Maxim Indonesia buka suara soal wacana kenaikan tarif perjalanan sebesar 8-15%. Maxim meminta pemerintah untuk mengkaji lagi wacana tersebut.
Government Relation Specialist Maxim Indonesia Muhammad Rafi Assagaf, meminta Kemenhub mengkaji ulang rencana tersebut dengan melibatkan segenap stakeholder ojol, termasuk perusahaan layanan transportasi berbasis aplikasi dan masyarakat selaku konsumen. Rafi menyebut kenaikan tarif perjalanan memicu risiko kontraproduktif terhadap pertumbuhan ekosistem digital.
Lebih jauh, ia menyebut masyarakat akan menjadi pihak yang paling dirugikan akibat kenaikan tarif perjalanan ini.
“Kenaikan tarif akan membuat masyarakat mengurangi pemesanan perjalanan dan membuat beberapa pengguna cenderung tidak memesan layanan e-hailing untuk jarak dekat. Waktu penjemputan dan proporsi pesanan yang dibatalkan juga akan meningkat,” ucap Rafi dalam keterangannya yang diterima detikcom, Rabu (2/7/2025).
Selain itu, para mitra pengemudi ojol juga akan dirugikan karena kebijakan ini akan menurunkan permintaan dan frekuensi penggunaan layanan. Dengan menurunnya jumlah orderan, terang Rafi, tentu akan mengurangi pendapatan mitra ojol.
“Saat ini, banyak masyarakat yang menggantungkan kehidupan mereka sebagai mitra pengemudi dan dengan berkurangnya orderan akibat kenaikan harga transportasi online akan membuat mereka kehilangan sumber penghasilan,” jelasnya.
Rafi menjelaskan, dampak negatif dari kenaikan tarif perjalanan ini sempat terjadi di Kalimantan Timur tahun lalu. Kebijakan itu terbukti meningkatkan pembatalan pesanan dari pengemudi sebesar 37%. Jika kenaikan tarif diterapkan di seluruh Indonesia, ia menilai pembatalan pesanan akan semakin marak terjadi.
Selain itu, penurunan pendapatan mitra ojol juga sempat terjadi di Sulawesi Selatan setelah Pemerintah Daerah (Pemda) menaikan tarif minimum layanan transportasi daring pada tahun 2022. Kala itu, terang Rafi, Maxim terpaksa menaikkan tarif di Makassar dan Palopo yang membuat kenaikan rata-rata biaya taksi online hingga 65%.
“Bahkan dalam dua minggu pertama setelah kenaikan tarif, permintaan perjalanan langsung turun sebesar 50%. Selain itu, lebih dari 30% konsumen telah berhenti menggunakan layanan taksi online dan sebanyak 20% konsumen mengurangi orderan dengan menggunakan taksi online,” ungkapnya.
Rafi menekankan, Pemerintah harus memperhatikan dampak jangka panjang akibat kenaikan tarif perjalanan terhadap ekosistem digital yang tengah berkembang.

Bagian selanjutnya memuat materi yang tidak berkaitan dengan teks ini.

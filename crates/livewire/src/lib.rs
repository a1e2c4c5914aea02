//! # Livewire
//!
//! Client for a live room's event stream.
//!
//! Livewire connects to the room, decodes the binary frame stream
//! (including zlib and brotli layers), and routes every event: battles go
//! to a timer-driven decision engine, comments and gifts to stateless
//! forwarders, and everything worth keeping is posted to an HTTP
//! collector.
//!
//! ## Quick Start
//!
//! ```rust,no_run
//! use livewire::prelude::*;
//!
//! # async fn run() -> Result<(), LivewireError> {
//! let config = livewire::config::load_from_file("livewire.yaml")?;
//! let mut client = LiveClient::new(config)?;
//! client.run().await
//! # }
//! ```
//!
//! ## Layers
//!
//! ```text
//! livewire-transport  → bytes on a WebSocket
//! livewire-protocol   → frames, decompression, envelopes
//! livewire-router     → handler registry, battle slot
//! livewire-battle     → deadlines and the decision rule
//! livewire (this)     → config, client loop, HTTP collector
//! ```

mod client;
mod collector;
pub mod config;
mod error;

pub use client::{LiveClient, MessageStats};
pub use collector::HttpCollector;
pub use config::{CollectorSection, FeaturesSection, LivewireConfig, StreamSection};
pub use error::{ConfigError, LivewireError};

pub use livewire_battle as battle;
pub use livewire_protocol as protocol;
pub use livewire_router as router;
pub use livewire_transport as transport;

/// The types most applications need.
pub mod prelude {
    pub use crate::{ConfigError, HttpCollector, LiveClient, LivewireConfig, LivewireError};
    pub use livewire_battle::{BattleCategory, BattleConfig, Decision, ResultReporter};
    pub use livewire_protocol::{Command, Envelope, RoomId};
    pub use livewire_router::{Dispatch, EnvelopeRouter, Forwarder, Handler, HandlerError};
}
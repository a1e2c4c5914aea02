//! Error types for the routing layer.

use livewire_battle::BattleError;

/// Errors a handler can report for one envelope.
///
/// The router catches every one of these, logs it, and moves on to the
/// next envelope.
#[derive(Debug, thiserror::Error)]
pub enum HandlerError {
    /// The envelope lacks a field the handler needs, or it has the
    /// wrong type.
    #[error("{command}: missing or invalid `{field}`")]
    MissingField { command: String, field: &'static str },

    /// The forwarder couldn't accept the payload.
    #[error("forwarding to {endpoint} failed: {reason}")]
    Forward { endpoint: String, reason: String },

    /// The current battle session rejected an update.
    #[error(transparent)]
    Battle(#[from] BattleError),
}
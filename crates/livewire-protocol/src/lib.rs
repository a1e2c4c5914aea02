//! Wire protocol for Livewire.
//!
//! This crate defines the "language" the live-event server speaks:
//!
//! - **Frames** ([`FrameHeader`], [`ProtocolVersion`], [`Operation`]):
//!   the length-prefixed binary units on the wire, and the encoder for
//!   the few frames we send ourselves ([`auth_packet`], [`heartbeat_packet`]).
//! - **Decoder** ([`FrameDecoder`]): turns an inbound buffer into a lazy
//!   sequence of [`Frame`]s, unwrapping zlib and brotli layers on the way.
//! - **Envelopes** ([`Envelope`], [`Command`]): the JSON events inside.
//! - **Errors** ([`ProtocolError`]): what can go wrong in all of the above.
//!
//! # Architecture
//!
//! The protocol layer sits between transport (raw bytes) and the router
//! (handlers). It doesn't know about connections or battles: it is a
//! pure transformation with no side effects.
//!
//! ```text
//! Transport (bytes) → Protocol (Envelope) → Router (handlers, battle)
//! ```

mod decoder;
mod envelope;
mod error;
mod frame;

pub use decoder::{decode_all, Frame, FrameDecoder, MAX_INFLATED, MAX_NESTING};
pub use envelope::{Command, Envelope, RoomId};
pub use error::ProtocolError;
pub use frame::{
    auth_packet, encode_frame, heartbeat_packet, AuthBody, FrameHeader,
    Operation, ProtocolVersion, HEADER_LEN, MIN_HEADER_LEN,
};
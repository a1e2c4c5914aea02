//! Decisions and where they go.

use livewire_protocol::RoomId;
use serde_json::{json, Value};
use tokio::sync::mpsc;
use tracing::warn;

use crate::BattleCategory;

/// The single result a battle session may produce.
#[derive(Debug, Clone, PartialEq)]
pub struct Decision {
    pub category: BattleCategory,
    pub room_id: RoomId,
    /// The latest snapshot, verbatim, or `{}` if none arrived.
    pub data: Value,
    pub token: String,
}

impl Decision {
    /// The JSON body posted to the result endpoint.
    pub fn to_payload(&self) -> Value {
        json!({
            "room_id": self.room_id,
            "battle_type": self.category.as_raw(),
            "pk_data": self.data,
            "token": self.token,
        })
    }
}

/// Receives decisions from battle sessions.
///
/// `report` is called with the session's lock held, so implementations
/// must return promptly: hand the decision to a channel or spawn the
/// delivery, never wait on the network.
pub trait ResultReporter: Send + Sync + 'static {
    fn report(&self, decision: Decision);
}

/// A channel is a reporter: the receiving side decides what to do.
impl ResultReporter for mpsc::UnboundedSender<Decision> {
    fn report(&self, decision: Decision) {
        if self.send(decision).is_err() {
            warn!("decision receiver dropped, decision lost");
        }
    }
}
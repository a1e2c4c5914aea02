//! Error types for the protocol layer.
//!
//! Each crate in Livewire defines its own error enum. When you see a
//! `ProtocolError`, you know the problem is in the bytes the server sent
//! (or in turning our own packets into bytes), not in the network or in
//! a handler.

use crate::frame::ProtocolVersion;

/// Errors that can occur while decoding or encoding frames.
///
/// Decoding errors fall into two groups, and the decoder treats them
/// differently (see [`ProtocolError::aborts_buffer`]):
///
/// - **Buffer-level**: the frame structure itself is broken
///   (`MalformedFrame`, `Decompress`, `NestingTooDeep`). The remaining
///   bytes of that buffer can't be trusted, so decoding of it stops.
/// - **Frame-level**: the frame is intact but its JSON payload is not
///   (`Envelope`, `NotAnObject`). Only that one frame is skipped.
#[derive(Debug, thiserror::Error)]
pub enum ProtocolError {
    /// The header is truncated or describes lengths that don't fit the
    /// buffer.
    #[error("malformed frame at offset {offset}: {reason}")]
    MalformedFrame { offset: usize, reason: String },

    /// A compressed payload could not be inflated.
    #[error("{version} payload failed to decompress: {source}")]
    Decompress {
        version: ProtocolVersion,
        #[source]
        source: std::io::Error,
    },

    /// Compressed frames wrapped inside compressed frames, too many times.
    #[error("compression nested deeper than {0} layers")]
    NestingTooDeep(usize),

    /// The payload of an event frame is not valid UTF-8 JSON.
    #[error("envelope parse failed: {0}")]
    Envelope(#[source] serde_json::Error),

    /// The payload is valid JSON but not a JSON object.
    #[error("envelope is not a JSON object")]
    NotAnObject,

    /// Serializing an outbound packet body failed.
    #[error("encode failed: {0}")]
    Encode(#[source] serde_json::Error),
}

impl ProtocolError {
    /// Returns `true` if this error ends decoding of the buffer it
    /// occurred in, `false` if only the offending frame is skipped.
    pub fn aborts_buffer(&self) -> bool {
        matches!(
            self,
            Self::MalformedFrame { .. }
                | Self::Decompress { .. }
                | Self::NestingTooDeep(_)
        )
    }
}
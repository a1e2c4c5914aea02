//! Integration tests for the envelope router and the stock forwarders.
//!
//! Decisions and forwarded payloads are captured with unbounded channels
//! so tests can assert on exactly what left the router.

use std::sync::atomic::{AtomicUsize, Ordering};
use std::sync::Arc;
use std::time::Duration;

use livewire_battle::{BattleCategory, BattleConfig, BattleState, Decision, ResultReporter};
use livewire_protocol::{Command, Envelope, RoomId};
use livewire_router::{
    Dispatch, Endpoints, EnvelopeRouter, ForwardContext, Forwarder, Handler, HandlerError,
    KeywordFilter,
};
use serde_json::{json, Value};
use tokio::sync::mpsc::{self, UnboundedReceiver};

// =========================================================================
// Helpers
// =========================================================================

const ROOM: RoomId = RoomId(100);

struct Harness {
    router: EnvelopeRouter,
    decisions: UnboundedReceiver<Decision>,
    forwarded: UnboundedReceiver<(String, Value)>,
}

fn harness(spider: bool) -> Harness {
    let (dtx, decisions) = mpsc::unbounded_channel();
    let (ftx, forwarded) = mpsc::unbounded_channel();
    let reporter: Arc<dyn ResultReporter> = Arc::new(dtx);
    let forwarder: Arc<dyn Forwarder> = Arc::new(ftx);

    let mut router = EnvelopeRouter::new(ROOM, BattleConfig::default(), reporter);
    let ctx = Arc::new(ForwardContext::new(ROOM, Endpoints::default(), forwarder));
    router.register_forwarders(ctx, KeywordFilter::default(), spider);

    Harness {
        router,
        decisions,
        forwarded,
    }
}

fn envelope(body: Value) -> Envelope {
    Envelope::from_value(body).unwrap()
}

fn danmaku(user: &str, comment: &str) -> Envelope {
    envelope(json!({
        "cmd": "DANMU_MSG",
        "info": [[0, 1, 25], comment, [42, user, 0]]
    }))
}

fn battle_start(battle_type: Value) -> Envelope {
    Envelope::new(Command::BattleStart, json!({ "battle_type": battle_type }))
}

fn process(own: u64, opposing: u64) -> Envelope {
    Envelope::new(
        Command::BattleProcess,
        json!({
            "init_info": {"room_id": ROOM.0, "votes": own},
            "match_info": {"room_id": 200, "votes": opposing}
        }),
    )
}

struct AlwaysFails;

impl Handler for AlwaysFails {
    fn handle(&self, envelope: &Envelope) -> Result<(), HandlerError> {
        Err(HandlerError::MissingField {
            command: envelope.command.to_string(),
            field: "everything",
        })
    }
}

struct Counts(Arc<AtomicUsize>);

impl Handler for Counts {
    fn handle(&self, _envelope: &Envelope) -> Result<(), HandlerError> {
        self.0.fetch_add(1, Ordering::SeqCst);
        Ok(())
    }
}

// =========================================================================
// Stateless forwarders
// =========================================================================

#[tokio::test]
async fn test_danmaku_with_keyword_forwards_to_ticket() {
    let mut h = harness(false);
    let env = danmaku("alice", "去观测站看看");

    assert!(matches!(h.router.route(&env), Dispatch::Handled));

    let (endpoint, payload) = h.forwarded.try_recv().unwrap();
    assert_eq!(endpoint, "ticket");
    assert_eq!(payload["room_id"], 100);
    assert_eq!(payload["danmaku"], "去观测站看看");
    assert_eq!(payload["raw_message"], env.body);
    assert!(h.forwarded.try_recv().is_err());
}

#[tokio::test]
async fn test_danmaku_to_robot_forwards_to_setting() {
    let mut h = harness(false);
    h.router.route(&danmaku("bob", "记仇机器人 记住他"));

    let (endpoint, _) = h.forwarded.try_recv().unwrap();
    assert_eq!(endpoint, "setting");
}

#[tokio::test]
async fn test_danmaku_with_keyword_and_robot_forwards_both() {
    let mut h = harness(false);
    h.router.route(&danmaku("bob", "记仇机器人 鱼豆腐"));

    let endpoints: Vec<String> = std::iter::from_fn(|| h.forwarded.try_recv().ok())
        .map(|(endpoint, _)| endpoint)
        .collect();
    assert_eq!(endpoints, vec!["ticket", "setting"]);
}

#[tokio::test]
async fn test_plain_danmaku_is_handled_without_forwarding() {
    let mut h = harness(false);
    assert!(matches!(h.router.route(&danmaku("carol", "hello")), Dispatch::Handled));
    assert!(h.forwarded.try_recv().is_err());
}

#[tokio::test]
async fn test_danmaku_with_short_info_fails() {
    let mut h = harness(false);
    let env = envelope(json!({"cmd": "DANMU_MSG", "info": [[0], "hi"]}));

    let dispatch = h.router.route(&env);

    assert!(matches!(
        dispatch,
        Dispatch::Failed(HandlerError::MissingField { field: "info", .. })
    ));
}

#[tokio::test]
async fn test_gift_prefers_sender_uinfo() {
    let mut h = harness(false);
    let env = Envelope::new(
        Command::Gift,
        json!({
            "uid": 1,
            "uname": "flat-name",
            "giftId": 31036,
            "giftName": "小花花",
            "price": 100,
            "sender_uinfo": {"uid": 777, "base": {"name": "real-name"}}
        }),
    );

    assert!(matches!(h.router.route(&env), Dispatch::Handled));

    let (endpoint, payload) = h.forwarded.try_recv().unwrap();
    assert_eq!(endpoint, "money");
    assert_eq!(
        payload,
        json!({
            "room_id": 100,
            "uid": 777,
            "uname": "real-name",
            "gift_id": 31036,
            "gift_name": "小花花",
            "price": 100
        })
    );
}

#[tokio::test]
async fn test_gift_missing_fields_default() {
    let mut h = harness(false);
    h.router.route(&Envelope::new(Command::Gift, json!({})));

    let (_, payload) = h.forwarded.try_recv().unwrap();
    assert_eq!(payload["uid"], 0);
    assert_eq!(payload["uname"], "");
    assert_eq!(payload["price"], 0);
}

#[tokio::test]
async fn test_live_room_list_only_with_spider() {
    let list = Envelope::new(Command::StopLiveRoomList, json!({"room_id_list": [1, 2]}));

    let mut off = harness(false);
    assert!(matches!(off.router.route(&list), Dispatch::Dropped));

    let mut on = harness(true);
    assert!(matches!(on.router.route(&list), Dispatch::Handled));
    let (endpoint, payload) = on.forwarded.try_recv().unwrap();
    assert_eq!(endpoint, "live_room_spider");
    assert_eq!(payload["stop_live_room_list"], json!({"room_id_list": [1, 2]}));
}

#[tokio::test]
async fn test_unknown_command_is_dropped() {
    let mut h = harness(true);
    let env = envelope(json!({"cmd": "INTERACT_WORD", "data": {}}));
    assert!(matches!(h.router.route(&env), Dispatch::Dropped));
}

// =========================================================================
// Registry
// =========================================================================

#[tokio::test]
async fn test_failing_handler_does_not_stop_routing() {
    let mut h = harness(false);
    h.router
        .register_persistent(Command::Unknown("BROKEN".into()), || AlwaysFails);

    let broken = envelope(json!({"cmd": "BROKEN"}));
    assert!(matches!(h.router.route(&broken), Dispatch::Failed(_)));
    assert!(matches!(h.router.route(&danmaku("a", "b")), Dispatch::Handled));
}

#[tokio::test]
async fn test_one_shot_factory_runs_per_envelope() {
    let built = Arc::new(AtomicUsize::new(0));
    let handled = Arc::new(AtomicUsize::new(0));
    let mut h = harness(false);
    {
        let built = Arc::clone(&built);
        let handled = Arc::clone(&handled);
        h.router.register_one_shot(Command::Unknown("PING".into()), move || {
            built.fetch_add(1, Ordering::SeqCst);
            Counts(Arc::clone(&handled))
        });
    }

    let ping = envelope(json!({"cmd": "PING"}));
    for _ in 0..3 {
        h.router.route(&ping);
    }

    assert_eq!(built.load(Ordering::SeqCst), 3);
    assert_eq!(handled.load(Ordering::SeqCst), 3);
}

#[tokio::test]
async fn test_persistent_handler_built_once() {
    let built = Arc::new(AtomicUsize::new(0));
    let handled = Arc::new(AtomicUsize::new(0));
    let mut h = harness(false);
    h.router.register_persistent(Command::Unknown("PING".into()), || {
        built.fetch_add(1, Ordering::SeqCst);
        Counts(Arc::clone(&handled))
    });

    let ping = envelope(json!({"cmd": "PING"}));
    h.router.route(&ping);
    h.router.route(&ping);

    assert_eq!(built.load(Ordering::SeqCst), 1);
    assert_eq!(handled.load(Ordering::SeqCst), 2);
}

#[tokio::test]
async fn test_persistent_handler_overrides_one_shot() {
    let handled = Arc::new(AtomicUsize::new(0));
    let mut h = harness(false);
    h.router
        .register_persistent(Command::Gift, || Counts(Arc::clone(&handled)));

    h.router.route(&Envelope::new(Command::Gift, json!({})));

    assert_eq!(handled.load(Ordering::SeqCst), 1);
    assert!(h.forwarded.try_recv().is_err(), "stock gift handler replaced");
}

// =========================================================================
// Battle slot
// =========================================================================

#[tokio::test(start_paused = true)]
async fn test_battle_update_without_session_is_dropped() {
    let mut h = harness(false);
    assert!(matches!(h.router.route(&process(0, 150)), Dispatch::Dropped));
}

#[tokio::test(start_paused = true)]
async fn test_battle_start_defaults_to_primary_category() {
    let mut h = harness(false);
    let env = Envelope::new(Command::BattleStart, json!({}));

    let dispatch = h.router.route(&env);

    assert!(matches!(
        dispatch,
        Dispatch::BattleStarted { category: BattleCategory::Primary, replaced: false }
    ));
    assert!(h.router.battle().is_some());
}

#[tokio::test(start_paused = true)]
async fn test_battle_start_normalizes_other_types_to_secondary() {
    let mut h = harness(false);
    let dispatch = h.router.route(&battle_start(json!(6)));
    assert!(matches!(
        dispatch,
        Dispatch::BattleStarted { category: BattleCategory::Secondary, .. }
    ));
}

#[tokio::test(start_paused = true)]
async fn test_battle_flow_early_trigger_through_router() {
    let mut h = harness(false);
    h.router.route(&battle_start(json!(1)));
    assert!(matches!(h.router.route(&process(0, 150)), Dispatch::BattleUpdated));

    tokio::time::sleep(Duration::from_secs(171)).await;

    let decision = h.decisions.try_recv().unwrap();
    assert_eq!(decision.room_id, ROOM);
    assert_eq!(decision.category, BattleCategory::Primary);

    // Updates to a triggered session are accepted and ignored.
    assert!(matches!(h.router.route(&process(0, 999)), Dispatch::BattleUpdated));
    tokio::time::sleep(Duration::from_secs(200)).await;
    assert!(h.decisions.try_recv().is_err());
}

#[tokio::test(start_paused = true)]
async fn test_battle_end_closes_session_without_decision() {
    let mut h = harness(false);
    h.router.route(&battle_start(json!(1)));
    h.router.route(&process(0, 50));
    tokio::time::sleep(Duration::from_secs(200)).await;

    let dispatch = h.router.route(&Envelope::new(Command::BattleEnd, json!({})));

    assert!(matches!(
        dispatch,
        Dispatch::BattleEnded { state: Some(BattleState::Closed) }
    ));
    assert!(h.router.battle().is_none());
    tokio::time::sleep(Duration::from_secs(200)).await;
    assert!(h.decisions.try_recv().is_err());

    let again = h.router.route(&Envelope::new(Command::BattleEnd, json!({})));
    assert!(matches!(again, Dispatch::BattleEnded { state: None }));
}

#[tokio::test(start_paused = true)]
async fn test_new_battle_start_terminates_previous_session() {
    let mut h = harness(false);
    h.router.route(&battle_start(json!(1)));
    h.router.route(&process(0, 150));

    tokio::time::sleep(Duration::from_secs(100)).await;
    let dispatch = h.router.route(&battle_start(json!(1)));
    assert!(matches!(dispatch, Dispatch::BattleStarted { replaced: true, .. }));

    // The first session would have fired at t = 170.
    tokio::time::sleep(Duration::from_secs(80)).await;
    assert!(h.decisions.try_recv().is_err());

    // The second session has no data: only its end check (t = 390) fires.
    tokio::time::sleep(Duration::from_secs(211)).await;
    let decision = h.decisions.try_recv().unwrap();
    assert_eq!(decision.data, json!({}));
    assert!(h.decisions.try_recv().is_err());
}

#[tokio::test(start_paused = true)]
async fn test_malformed_battle_update_is_reported_as_failure() {
    let mut h = harness(false);
    h.router.route(&battle_start(json!(1)));

    let bad = Envelope::new(Command::BattleInfo, json!({"members": "nope"}));

    assert!(matches!(
        h.router.route(&bad),
        Dispatch::Failed(HandlerError::Battle(_))
    ));
}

Menurutnya, kenaikan tarif layanan akan merusak stabilitas industri, termasuk aplikator sebagai Penyelenggara Sistem Elektronik.
“Ketidakseimbangan antara permintaan konsumen dan sumber daya yang tersedia akibat kenaikan tarif akan membuat perusahaan sulit bertahan untuk terus beroperasi di Indonesia,” jelasnya.
Lebih jauh, Rafi berharap pemerintah dapat mengkaji ulang rencana kenaikan tarif dengan mempertimbangkan aspek kebutuhan konsumen, keberlangsungan mitra ojol, dan menjaga keseimbangan permintaan, penawaran, serta situasi ekonomi.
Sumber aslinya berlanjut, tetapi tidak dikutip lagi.